The divergence of this case from the general pattern, though, when combined with a peculiarity of this category of evidence, may be of further interest. What the diadikasia inscriptions offer us that no other category of evidence does is a snapshot of a single year. Because of this, though these results might not tell us much about the distribution of liturgists throughout the classical period as a whole, they might tell us something about the annual variability in this distribution. In other words, is the pattern of distribution in one year, maybe 380, typical of the overall pattern?
We have just gone through a number of reasons to be cautious about these particular results, and we should not abandon them now. At the same time, although this sample is almost uselessly small for questions about all those who served as liturgists in Athens through the classical period, it might not be too small to tell us something about the smaller set of elite tax-payers from around 380. That group, as we have seen, was larger than the usual 300–400 liturgists; still, 61 names out of no more than 1,000 citizens who underwent diadikasiai around this time is not a disaster.
What might this single slice of evidence tell us about the interannual variation in the distribution of liturgists in Attica? If we can trust our Figure 13.6, it would seem that the pattern for 380 was very different to the overall pattern for the classical period. This, of course, would not be surprising. On the contrary, what would be surprising is if our annual slice of evidence reproduced the relatively close correlation that we have observed for the classical period as a whole.
This would be surprising because such an effect – with an appropriate number of liturgists being drawn every year from the appropriate demes – would be extremely unlikely to occur simply by chance. If it did occur, this would suggest that it was artificial; in more precise terms, that there was some mechanism that fixed the number of liturgists from each of the demes to their populations, similar to the way that the bouleutic quotas fixed the number of councillors drawn from the demes to their populations.

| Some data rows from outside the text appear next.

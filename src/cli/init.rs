use std::path::{Path, PathBuf};

use giftdesk::{
    Config, JsonCatalog,
    domain::{AdminConfig, auth::password_digest},
    storage::seed_gifts,
};
use tracing::instrument;

use super::{Workspace, terminal::Colorize};

#[derive(Debug, clap::Parser)]
pub struct Init {
    /// Admin login name
    #[arg(long, default_value = "admin")]
    admin: String,

    /// Name shown once the admin is signed in
    #[arg(long, default_value = "Admin User")]
    display_name: String,

    /// Admin contact address
    #[arg(long, default_value = "admin@saavi.com")]
    email: String,

    /// Catalog file, relative to the workspace root
    #[arg(long, value_name = "PATH")]
    catalog: Option<PathBuf>,

    /// Start with an empty catalog instead of the sample gift
    #[arg(long)]
    empty: bool,
}

impl Init {
    #[instrument(skip(self))]
    pub fn run(&self, root: &Path) -> anyhow::Result<()> {
        let config_path = Workspace::config_path(root);
        if config_path.exists() {
            anyhow::bail!(
                "Workspace already initialized (found {})",
                config_path.display()
            );
        }

        let password = dialoguer::Password::new()
            .with_prompt(format!("Password for {}", self.admin))
            .with_confirmation("Confirm password", "Passwords do not match")
            .interact()?;

        let mut config = Config::default();
        if let Some(catalog) = &self.catalog {
            config.set_catalog(catalog.clone());
        }
        config.admin = Some(AdminConfig {
            username: self.admin.clone(),
            password_sha256: password_digest(&self.admin, &password),
            display_name: self.display_name.clone(),
            email: self.email.clone(),
        });
        config
            .save(&config_path)
            .map_err(|e| anyhow::anyhow!("Failed to create config.toml: {e}"))?;

        let catalog_path = root.join(config.catalog());
        if catalog_path.exists() {
            println!(
                "{}",
                format!("Keeping existing catalog at {}", catalog_path.display()).dim()
            );
        } else {
            let gifts = if self.empty { Vec::new() } else { seed_gifts() };
            JsonCatalog::create(catalog_path, gifts)?;
        }

        println!(
            "{}",
            format!("✅ Initialized gift catalog in {}", root.display()).success()
        );
        Ok(())
    }
}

The pattern for the names on the diadikasia inscriptions would seem to exclude this possibility. The overall correlation between the demes’ populations and their numbers of wealthy citizens must, then, have been a result not of formal planning but of an egalitarian distribution of economic opportunities across the demes of Attica. (We regret to say that the question of how exactly this situation emerged and was maintained is outside the scope of this chapter.)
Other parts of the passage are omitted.